Reporter Da Lin is live in Salinas, at Target, where a bunch of losers…er…people with a lot of free time have been waiting in line since Tuesday night. The PS3s will be available on Friday, and Target in Salinas will sell 10. Already about 50 people are waiting, and “the store is confused about what to do,” Lin says. So, they’ve called the cops. Meanwhile, kids jump around in front of the TV cameras and call their moms on cell phones: “Hey, look at me! I’m on the TV!”

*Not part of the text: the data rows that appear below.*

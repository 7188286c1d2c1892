//! Integration test for the pinhole intrinsic model in a multi-view setup
//!
//! Simulates the way a reconstruction pipeline consumes the model:
//! - 200 calibration points on a planar wall
//! - 5 cameras on a horizontal arc viewing the target
//! - projective-matrix equivalence against direct projection
//! - bearing-based ray casting for triangulation
//! - a solver-style perturb/update/restore loop over the parameter vector

use aperture_camera_models::{CameraIntrinsic, PinholeIntrinsic};
use nalgebra::{Vector2, Vector4};
use std::sync::Arc;

use camera_test_utils::*;

type TestResult = Result<(), Box<dyn std::error::Error>>;

/// Mean reprojection error of the wall observations under `camera`.
fn mean_reprojection_error(
    camera: &dyn CameraIntrinsic,
    observations: &[(nalgebra::Vector3<f64>, Vector2<f64>)],
) -> f64 {
    let total: f64 = observations
        .iter()
        .map(|(p_cam, uv)| (camera.project(p_cam) - uv).norm())
        .sum();
    total / observations.len() as f64
}

#[test]
fn test_multi_camera_reprojection_consistency() -> TestResult {
    // ============================================================================
    // 1. Ground Truth Setup - 600x400 Pinhole Camera
    // ============================================================================

    let camera = PinholeIntrinsic::new(600, 400, 200.0, 300.0, 200.0);

    // ============================================================================
    // 2. Generate Calibration Target (200 Points on Wall at Z=3m)
    // ============================================================================

    let landmarks = generate_wall_points(20, 10, 0.1, 3.0);
    assert_eq!(landmarks.len(), 200);

    // ============================================================================
    // 3. Project Through 5 Poses and Verify All Points Visible
    // ============================================================================

    let poses = generate_arc_poses(5, 0.8);

    for (cam_idx, pose) in poses.iter().enumerate() {
        let p_matrix = camera.projection_matrix(pose);

        for (lm_idx, landmark) in landmarks.iter().enumerate() {
            let p_cam = pose.transform_point(&(*landmark).into()).coords;
            assert!(
                p_cam.z > 0.0,
                "Camera {} has landmark {} behind it",
                cam_idx,
                lm_idx
            );

            let uv = camera.project(&p_cam);
            assert!(
                camera.contains(&uv),
                "Camera {} landmark {} projects outside image: uv = ({:.1}, {:.1})",
                cam_idx,
                lm_idx,
                uv.x,
                uv.y
            );

            // The projective matrix must agree with the two-step projection.
            let h = p_matrix * Vector4::new(landmark.x, landmark.y, landmark.z, 1.0);
            let uv_matrix = Vector2::new(h.x / h.z, h.y / h.z);
            assert!(
                (uv - uv_matrix).norm() < 1e-9,
                "Projective matrix disagrees with project() for camera {}",
                cam_idx
            );

            // Casting the pixel back must recover the viewing ray.
            let bearing = camera.unproject(&uv);
            assert!(
                (bearing - p_cam.normalize()).norm() < 1e-12,
                "Bearing mismatch for camera {} landmark {}",
                cam_idx,
                lm_idx
            );
        }
    }

    Ok(())
}

#[test]
fn test_solver_style_parameter_loop() -> TestResult {
    // ============================================================================
    // 1. Ground Truth Observations from the True Calibration
    // ============================================================================

    let true_camera = PinholeIntrinsic::new(600, 400, 200.0, 300.0, 200.0);
    let pose = generate_arc_poses(1, 0.0)[0];

    let observations: Vec<_> = generate_wall_points(20, 10, 0.1, 3.0)
        .iter()
        .map(|lm| {
            let p_cam = pose.transform_point(&(*lm).into()).coords;
            (p_cam, true_camera.project(&p_cam))
        })
        .collect();

    // ============================================================================
    // 2. Perturb -> Update -> Error Grows; Restore -> Error Vanishes
    // ============================================================================

    let mut camera = true_camera.clone();
    let true_params = camera.params();

    assert!(mean_reprojection_error(&camera, &observations) < 1e-12);

    let noisy = perturb_params(true_params.as_slice(), 0.02, 7);
    camera.update_from_params(&noisy)?;

    let perturbed_error = mean_reprojection_error(&camera, &observations);
    assert!(
        perturbed_error > 0.1,
        "Perturbed intrinsics should produce visible reprojection error, got {perturbed_error}"
    );

    camera.update_from_params(true_params.as_slice())?;
    assert!(mean_reprojection_error(&camera, &observations) < 1e-12);
    assert_eq!(camera.k(), true_camera.k());

    // ============================================================================
    // 3. Malformed Vectors Never Apply
    // ============================================================================

    let before = camera.clone();
    assert!(camera.update_from_params(&noisy[..2]).is_err());
    assert_eq!(camera, before);

    Ok(())
}

#[test]
fn test_shared_instance_parallel_reads() -> TestResult {
    // One physical camera shared by several views: concurrent projection of
    // disjoint observation sets must agree with serial evaluation.
    let camera: Arc<dyn CameraIntrinsic> =
        Arc::new(PinholeIntrinsic::new(600, 400, 200.0, 300.0, 200.0));
    let landmarks = generate_wall_points(20, 10, 0.1, 3.0);

    let serial: Vec<_> = landmarks.iter().map(|p| camera.project(p)).collect();

    let mut handles = Vec::new();
    for chunk_idx in 0..4 {
        let camera = Arc::clone(&camera);
        let chunk: Vec<_> = landmarks
            .iter()
            .skip(chunk_idx * 50)
            .take(50)
            .cloned()
            .collect();
        handles.push(std::thread::spawn(move || {
            chunk.iter().map(|p| camera.project(p)).collect::<Vec<_>>()
        }));
    }

    for (chunk_idx, handle) in handles.into_iter().enumerate() {
        let projected = handle.join().expect("projection thread panicked");
        for (i, uv) in projected.iter().enumerate() {
            assert_eq!(*uv, serial[chunk_idx * 50 + i]);
        }
    }

    Ok(())
}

Says one normal guy, “I can think of a lot better thing to do with $600.” Squid, too, can think of better ways to spend Squid’s money and time. Then again, Squid realizes, here Squid sits, spending time watching a TV news story about the PS3s.
12:10am>>KSBW
Missing a nightly newscast no longer plunges Squid into a panic. Squid can find Dan Green and Erin Clark waiting, in podcast form, on Squid’s laptop screen. And the “replay” button makes sure this mollusk doesn’t miss a moment of the coverage Squid counts on.
Squid had to do several double-takes during Phil Gomez’s report on Holy City, a bizarre historic municipality in the Santa Cruz mountains that is up for sale. Erin Clark reports that the head of the former cult town was a white supremacist who sold holy water on the side of Highway 17. Now the town of two people (the population drops by 50 percent at night) is overseen by a glass blower and self-appointed mayor, Tom Stanton.
Squid sees another cult in the making for this former town of 300. The realtor interviewed onscreen says he is open to religious groups, or perhaps a winery, staking claim to Holy City. One potential buyer says he has a community of 15 families looking to set up an “eco-village.”
For some reason, the idea of a modern-day commune with a glass blower for a mayor is unsettling to Squid. But before Squid can reach for the mouse, KSBW plays some spooky church music while showing a spinning shot of redwood trees that entranced Squid. Hmmm…Squid City?